Since Iris moved slowly, Austin got to the truck ahead of her and opened the door for her.

She just got up into the pickup and sat there with her hands clasped on her lap.

Austin hurried around the truck and got in real quick and started the motor. He was very aware that if Iris could get in that easily, she could get out just as quick.

He noted that her seat belt wasn’t on her. But he couldn’t stay there to correct it because she could change her mind, get out of the truck—and leave.
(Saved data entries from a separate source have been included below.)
use std::{env, fmt::Display, path::PathBuf, str::FromStr};

use axum::http::HeaderValue;
use tracing::{info, warn};

use crate::error::ConfigError;

pub struct Config {
    pub port: u16,
    pub items_path: PathBuf,
    pub frontend_origin: HeaderValue,
}

impl Config {
    pub fn load() -> Result<Self, ConfigError> {
        Self::load_from(|key| env::var(key).ok())
    }

    pub fn load_from<F>(lookup: F) -> Result<Self, ConfigError>
    where
        F: Fn(&str) -> Option<String>,
    {
        Ok(Self {
            port: try_load(&lookup, "RUST_PORT", "3001")?,
            items_path: try_load(&lookup, "ITEMS_PATH", "data/items.json")?,
            frontend_origin: try_load(&lookup, "FRONTEND_ORIGIN", "http://localhost:3000")?,
        })
    }
}

fn try_load<T, F>(lookup: &F, key: &'static str, default: &str) -> Result<T, ConfigError>
where
    T: FromStr,
    T::Err: Display,
    F: Fn(&str) -> Option<String>,
{
    lookup(key)
        .unwrap_or_else(|| {
            info!("{key} not set, using default: {default}");
            default.to_string()
        })
        .parse()
        .map_err(|e: T::Err| {
            warn!("Invalid {key} value: {e}");
            ConfigError::Invalid {
                key,
                reason: e.to_string(),
            }
        })
}

#[cfg(test)]
mod tests {
    use std::collections::HashMap;

    use super::*;

    fn lookup(pairs: &[(&str, &str)]) -> impl Fn(&str) -> Option<String> {
        let map: HashMap<String, String> = pairs
            .iter()
            .map(|(k, v)| (k.to_string(), v.to_string()))
            .collect();
        move |key| map.get(key).cloned()
    }

    #[test]
    fn defaults_apply_when_unset() {
        let config = Config::load_from(lookup(&[])).unwrap();

        assert_eq!(config.port, 3001);
        assert_eq!(config.items_path, PathBuf::from("data/items.json"));
        assert_eq!(config.frontend_origin, "http://localhost:3000");
    }

    #[test]
    fn overrides_are_parsed() {
        let config = Config::load_from(lookup(&[
            ("RUST_PORT", "8080"),
            ("ITEMS_PATH", "/srv/catalog.json"),
        ]))
        .unwrap();

        assert_eq!(config.port, 8080);
        assert_eq!(config.items_path, PathBuf::from("/srv/catalog.json"));
    }

    #[test]
    fn invalid_port_is_rejected() {
        let err = Config::load_from(lookup(&[("RUST_PORT", "not-a-port")]))
            .err()
            .unwrap();

        assert!(matches!(err, ConfigError::Invalid { key: "RUST_PORT", .. }));
    }
}
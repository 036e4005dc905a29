use async_trait::async_trait;
use reqwest::{Response, StatusCode};
use serde::de::DeserializeOwned;
use store::models::{ErrorBody, Item, ListQuery, NewItem, PageResult};
use thiserror::Error;

/// The browser always talks to the API on this origin.
pub const API_ORIGIN: &str = "http://localhost:3001";

#[derive(Error, Debug)]
pub enum ClientError {
    #[error("{message} ({status})")]
    Status { status: StatusCode, message: String },

    #[error("Malformed response: {0}")]
    Malformed(#[from] serde_json::Error),

    #[error("Request failed: {0}")]
    Transport(#[from] reqwest::Error),
}

impl ClientError {
    pub fn is_not_found(&self) -> bool {
        matches!(self, ClientError::Status { status, .. } if *status == StatusCode::NOT_FOUND)
    }
}

/// Where views load their data from.
#[async_trait]
pub trait ItemSource: Send + Sync {
    async fn list(&self, query: &ListQuery) -> Result<PageResult, ClientError>;

    async fn get(&self, id: i64) -> Result<Item, ClientError>;
}

#[derive(Debug, Clone)]
pub struct CatalogClient {
    http: reqwest::Client,
    origin: String,
}

impl Default for CatalogClient {
    fn default() -> Self {
        Self::with_origin(API_ORIGIN)
    }
}

impl CatalogClient {
    pub fn new() -> Self {
        Self::default()
    }

    pub fn with_origin(origin: impl Into<String>) -> Self {
        Self {
            http: reqwest::Client::new(),
            origin: origin.into().trim_end_matches('/').to_string(),
        }
    }

    pub async fn create(&self, new_item: &NewItem) -> Result<Item, ClientError> {
        let response = self
            .http
            .post(format!("{}/api/items", self.origin))
            .json(new_item)
            .send()
            .await?;

        decode(response).await
    }
}

#[async_trait]
impl ItemSource for CatalogClient {
    async fn list(&self, query: &ListQuery) -> Result<PageResult, ClientError> {
        let response = self
            .http
            .get(format!("{}/api/items", self.origin))
            .query(query)
            .send()
            .await?;

        decode(response).await
    }

    async fn get(&self, id: i64) -> Result<Item, ClientError> {
        let response = self
            .http
            .get(format!("{}/api/items/{id}", self.origin))
            .send()
            .await?;

        decode(response).await
    }
}

/// Error statuses keep the server's `{ error }` message when it sent one.
async fn decode<T: DeserializeOwned>(response: Response) -> Result<T, ClientError> {
    let status = response.status();
    let body = response.text().await?;

    parse_body(status, &body)
}

fn parse_body<T: DeserializeOwned>(status: StatusCode, body: &str) -> Result<T, ClientError> {
    if !status.is_success() {
        let message = serde_json::from_str::<ErrorBody>(body)
            .map(|body| body.error)
            .unwrap_or_else(|_| {
                status
                    .canonical_reason()
                    .unwrap_or("Request failed")
                    .to_string()
            });

        return Err(ClientError::Status { status, message });
    }

    Ok(serde_json::from_str(body)?)
}

#[cfg(test)]
mod tests {
    use super::*;

    #[test]
    fn error_status_keeps_server_message() {
        let err = parse_body::<Item>(StatusCode::NOT_FOUND, r#"{"error":"Item not found"}"#).unwrap_err();

        assert!(err.is_not_found());
        assert_eq!(err.to_string(), "Item not found (404 Not Found)");
    }

    #[test]
    fn error_status_without_body_uses_reason() {
        let err = parse_body::<Item>(StatusCode::NOT_FOUND, "").unwrap_err();

        match err {
            ClientError::Status { status, message } => {
                assert_eq!(status, StatusCode::NOT_FOUND);
                assert_eq!(message, "Not Found");
            }
            other => panic!("expected a status error, got {other:?}"),
        }
    }

    #[test]
    fn success_with_bad_body_is_malformed() {
        let err = parse_body::<PageResult>(StatusCode::OK, "not json").unwrap_err();

        assert!(matches!(err, ClientError::Malformed(_)));
        assert!(err.to_string().starts_with("Malformed response"));
    }
}
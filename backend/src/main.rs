#[tokio::main]
async fn main() -> anyhow::Result<()> {
    server::start_server().await?;

    Ok(())
}
use std::sync::Arc;

use store::ItemStore;

use super::config::Config;

pub struct State {
    pub config: Config,
    pub store: ItemStore,
}

impl State {
    pub fn new(config: Config) -> Arc<Self> {
        let store = ItemStore::new(&config.items_path);

        Arc::new(Self { config, store })
    }
}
So he drove carefully to the edge of Fuquay before he said, “Hey, our seat belts aren’t on.”

And he helped with hers... Ah, for his own arms to be given the job of protecting her body! His eyes squinched and his mouth opened a little bit so that he could breathe.

She made no move to help with the belt and didn’t even watch him fix it. She just moved her arm and allowed herself to be safeguarded.

Only after she was secure did he buckle his own belt. She made no comment.

While his mind noted the weather, his neighbor’s livestock and other vehicles on the road, he also noted every breath and move Iris made as she sat silently in the cab of his pickup.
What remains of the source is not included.